Synchrotron Radiation Diffraction from Two-Dimensional Protein Crystals at the Air/Water Interface

Pierre-François Lenne,^* Bruno Berge,^* Anne Renault,^* Cécile Zakri,^* Catherine Vénien-Bryan, Sébastien Courty, Fabrice Balavoine, W. Bergsma-Schutter,^§ Alain Brisson,^§ Gerhard Grübel,^¶ Nathalie Boudet,^¶ Oleg Konovalov,^¶ and Jean-François Legrand

 ^*Laboratoire de Spectrométrie Physique, UMR Centre National de la Recherche Scientifique-Université J. Fourier, 38041 Grenoble, France;  Institut de Biologie Structurale, CEA-Centre National de la Recherche Scientifique, 38027 Grenoble, France;  Département de Biologie Cellulaire et Moléculaire, CEA Saclay, 91191 Gif sur Yvette, France;  ^§Department of Biophysical Chemistry, University of Groningen, 9747 AG Groningen, the Netherlands;  ^¶European Synchrotron Radiation Facility, 38043 Grenoble, France; and  UMR SPrAM, CEA-Centre National de la Recherche Scientifique-Université J. Fourier, Département de Recherches Fondamentales sur la Matière Condensée, CEA Grenoble, 38054 Grenoble, France

Protein structure determination by classical x-ray crystallography requires three-dimensional crystals that are difficult to obtain for most proteins and especially for membrane proteins. An alternative is to grow two-dimensional (2D) crystals by adsorbing proteins to ligand-lipid monolayers at the surface of water.

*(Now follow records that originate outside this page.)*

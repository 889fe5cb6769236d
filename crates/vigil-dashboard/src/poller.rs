use crate::event::{DashboardEvent, PollEvent};
use std::future::Future;
use std::sync::Arc;
use std::time::Duration;
use tokio::sync::{mpsc, watch};
use tokio::task::JoinHandle;
use tokio::time::{Instant, MissedTickBehavior};
use tracing::{debug, warn};
use vigil_core::api::{ApiError, BackendClient};
use vigil_core::{Alert, DetectionCounts};

pub const DETECTION_POLL_MS: u64 = 1000;
pub const ALERT_POLL_MS: u64 = 2000;
pub const DASHBOARD_ALERT_LIMIT: u32 = 10;

/// Where the two periodic snapshots come from.
pub trait SnapshotSource: Send + Sync + 'static {
    fn detections(&self) -> impl Future<Output = Result<DetectionCounts, ApiError>> + Send;

    fn alerts(&self, limit: u32) -> impl Future<Output = Result<Vec<Alert>, ApiError>> + Send;
}

impl SnapshotSource for BackendClient {
    async fn detections(&self) -> Result<DetectionCounts, ApiError> {
        BackendClient::detections(self).await
    }

    async fn alerts(&self, limit: u32) -> Result<Vec<Alert>, ApiError> {
        BackendClient::alerts(self, limit).await
    }
}

#[derive(Debug, Clone, Copy, PartialEq, Eq)]
pub struct PollSchedule {
    pub detection_interval: Duration,
    pub alert_interval: Duration,
    pub alert_limit: u32,
}

impl Default for PollSchedule {
    fn default() -> Self {
        Self {
            detection_interval: Duration::from_millis(DETECTION_POLL_MS),
            alert_interval: Duration::from_millis(ALERT_POLL_MS),
            alert_limit: DASHBOARD_ALERT_LIMIT,
        }
    }
}

/// The detection and alert polls, started together and cancelled together.
pub struct PollScheduler {
    cancel: watch::Sender<bool>,
    tasks: Vec<JoinHandle<()>>,
}

impl PollScheduler {
    pub fn start<S: SnapshotSource>(
        source: Arc<S>,
        schedule: PollSchedule,
        events: mpsc::Sender<DashboardEvent>,
    ) -> Self {
        let (cancel, cancelled) = watch::channel(false);

        let detection_source = source.clone();
        let detections = tokio::spawn(poll_loop(
            "detections",
            schedule.detection_interval,
            cancelled.clone(),
            events.clone(),
            move || {
                let source = detection_source.clone();
                async move { source.detections().await.map(PollEvent::Counts) }
            },
        ));

        let limit = schedule.alert_limit;
        let alerts = tokio::spawn(poll_loop(
            "alerts",
            schedule.alert_interval,
            cancelled,
            events,
            move || {
                let source = source.clone();
                async move { source.alerts(limit).await.map(PollEvent::Alerts) }
            },
        ));

        Self {
            cancel,
            tasks: vec![detections, alerts],
        }
    }

    pub fn is_cancelled(&self) -> bool {
        *self.cancel.borrow()
    }

    /// Stops both polls. In-flight requests are dropped at their next await
    /// point; idempotent.
    pub fn cancel(&mut self) {
        if self.cancel.send_replace(true) {
            return;
        }
        for task in self.tasks.drain(..) {
            task.abort();
        }
        debug!(event = "polls_cancelled");
    }
}

impl Drop for PollScheduler {
    fn drop(&mut self) {
        self.cancel();
    }
}

async fn poll_loop<F, Fut>(
    name: &'static str,
    period: Duration,
    mut cancelled: watch::Receiver<bool>,
    events: mpsc::Sender<DashboardEvent>,
    mut fetch: F,
) where
    F: FnMut() -> Fut,
    Fut: Future<Output = Result<PollEvent, ApiError>>,
{
    let mut ticker = tokio::time::interval_at(Instant::now() + period, period);
    ticker.set_missed_tick_behavior(MissedTickBehavior::Skip);

    loop {
        tokio::select! {
            biased;
            _ = cancelled.changed() => return,
            _ = ticker.tick() => {}
        }

        // A request never outlives its own tick.
        let result = tokio::select! {
            biased;
            _ = cancelled.changed() => return,
            result = tokio::time::timeout(period, fetch()) => result,
        };

        match result {
            Err(_) => {
                warn!(event = "poll_timeout", poll = name, timeout_ms = period.as_millis() as u64);
            }
            Ok(Ok(event)) => {
                if *cancelled.borrow() {
                    return;
                }
                if events.send(DashboardEvent::Poll(event)).await.is_err() {
                    debug!(event = "poll_receiver_gone", poll = name);
                    return;
                }
            }
            Ok(Err(err)) => {
                warn!(event = "poll_failed", poll = name, error = %err);
            }
        }
    }
}

#[cfg(test)]
mod tests {
    use super::*;
    use std::collections::VecDeque;
    use std::sync::atomic::{AtomicUsize, Ordering};
    use std::sync::Mutex;

    #[derive(Default)]
    struct ScriptedSource {
        detections: Mutex<VecDeque<Result<DetectionCounts, ApiError>>>,
        alerts: Mutex<VecDeque<Result<Vec<Alert>, ApiError>>>,
        detection_calls: AtomicUsize,
        alert_calls: AtomicUsize,
    }

    impl SnapshotSource for ScriptedSource {
        async fn detections(&self) -> Result<DetectionCounts, ApiError> {
            self.detection_calls.fetch_add(1, Ordering::SeqCst);
            self.detections
                .lock()
                .expect("lock")
                .pop_front()
                .unwrap_or(Ok(DetectionCounts::default()))
        }

        async fn alerts(&self, limit: u32) -> Result<Vec<Alert>, ApiError> {
            assert_eq!(limit, DASHBOARD_ALERT_LIMIT);
            self.alert_calls.fetch_add(1, Ordering::SeqCst);
            self.alerts
                .lock()
                .expect("lock")
                .pop_front()
                .unwrap_or(Ok(Vec::new()))
        }
    }

    fn rejected() -> ApiError {
        ApiError::Rejected("boom".to_string())
    }

    #[tokio::test(start_paused = true)]
    async fn failed_poll_does_not_stop_the_next_tick() {
        let source = Arc::new(ScriptedSource::default());
        source.detections.lock().expect("lock").extend([
            Err(rejected()),
            Ok(DetectionCounts::new(3, 0, 1)),
        ]);
        let (tx, mut rx) = mpsc::channel(16);
        let mut polls = PollScheduler::start(source.clone(), PollSchedule::default(), tx);

        let counts = tokio::time::timeout(Duration::from_millis(2_500), async {
            loop {
                match rx.recv().await {
                    Some(DashboardEvent::Poll(PollEvent::Counts(counts))) => return counts,
                    Some(_) => continue,
                    None => panic!("poll channel closed"),
                }
            }
        })
        .await
        .expect("counts in time");
        assert_eq!(counts, DetectionCounts::new(3, 0, 1));
        assert_eq!(source.detection_calls.load(Ordering::SeqCst), 2);
        polls.cancel();
    }

    /// First call hangs past its tick and then fails; later calls answer at once.
    #[derive(Default)]
    struct StallingSource {
        detection_calls: AtomicUsize,
    }

    impl SnapshotSource for StallingSource {
        async fn detections(&self) -> Result<DetectionCounts, ApiError> {
            if self.detection_calls.fetch_add(1, Ordering::SeqCst) == 0 {
                tokio::time::sleep(Duration::from_millis(3_500)).await;
                return Err(rejected());
            }
            Ok(DetectionCounts::new(1, 0, 0))
        }

        async fn alerts(&self, _limit: u32) -> Result<Vec<Alert>, ApiError> {
            Ok(Vec::new())
        }
    }

    #[tokio::test(start_paused = true)]
    async fn slow_request_does_not_push_back_later_ticks() {
        let source = Arc::new(StallingSource::default());
        let (tx, mut rx) = mpsc::channel(64);
        let mut polls = PollScheduler::start(source.clone(), PollSchedule::default(), tx);

        tokio::time::sleep(Duration::from_millis(5_100)).await;
        polls.cancel();

        assert_eq!(source.detection_calls.load(Ordering::SeqCst), 5);
        let mut counts = 0;
        while let Ok(event) = rx.try_recv() {
            if matches!(event, DashboardEvent::Poll(PollEvent::Counts(_))) {
                counts += 1;
            }
        }
        assert_eq!(counts, 4);
    }

    #[tokio::test(start_paused = true)]
    async fn polls_fire_on_their_own_intervals() {
        let source = Arc::new(ScriptedSource::default());
        let (tx, mut rx) = mpsc::channel(64);
        let mut polls = PollScheduler::start(source.clone(), PollSchedule::default(), tx);

        tokio::time::sleep(Duration::from_millis(4_100)).await;
        polls.cancel();

        let mut counts = 0;
        let mut alerts = 0;
        while let Ok(event) = rx.try_recv() {
            match event {
                DashboardEvent::Poll(PollEvent::Counts(_)) => counts += 1,
                DashboardEvent::Poll(PollEvent::Alerts(_)) => alerts += 1,
                other => panic!("unexpected event: {other:?}"),
            }
        }
        assert_eq!(counts, 4);
        assert_eq!(alerts, 2);
    }

    #[tokio::test(start_paused = true)]
    async fn nothing_fires_after_cancel() {
        let source = Arc::new(ScriptedSource::default());
        let (tx, mut rx) = mpsc::channel(64);
        let mut polls = PollScheduler::start(source.clone(), PollSchedule::default(), tx);

        tokio::time::sleep(Duration::from_millis(1_100)).await;
        polls.cancel();
        polls.cancel();
        assert!(polls.is_cancelled());
        while rx.try_recv().is_ok() {}
        let calls_at_cancel = source.detection_calls.load(Ordering::SeqCst);

        tokio::time::sleep(Duration::from_secs(10)).await;
        assert!(rx.try_recv().is_err());
        assert_eq!(source.detection_calls.load(Ordering::SeqCst), calls_at_cancel);
        assert_eq!(source.alert_calls.load(Ordering::SeqCst), 0);
    }
}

This confined geometry requires only small amounts of material and offers numerous advantages: self-assembly and ordering over micrometer scales is easier to obtain in two dimensions; although fully hydrated, the crystals are sufficiently rigid to be investigated by various techniques, such as electron crystallography or micromechanical measurements. Here we report structural studies, using grazing incidence synchrotron x-ray diffraction, of three different 2D protein crystals at the air-water interface, namely streptavidine, annexin V, and the transcription factor HupR. Using a set-up of high angular resolution, we observe narrow Bragg reflections showing long-range crystalline order in two dimensions. In the case of streptavidin the angular range of the observed diffraction corresponds to a resolution of 10 Å in plane and 14 Å normal to the plane. We show that this approach is complementary to electron crystallography but without the need for transfer of the monolayer onto a grid. Moreover, as the 2D crystals are accessible from the buffer solution, the formation and structure of protein complexes can be investigated in situ.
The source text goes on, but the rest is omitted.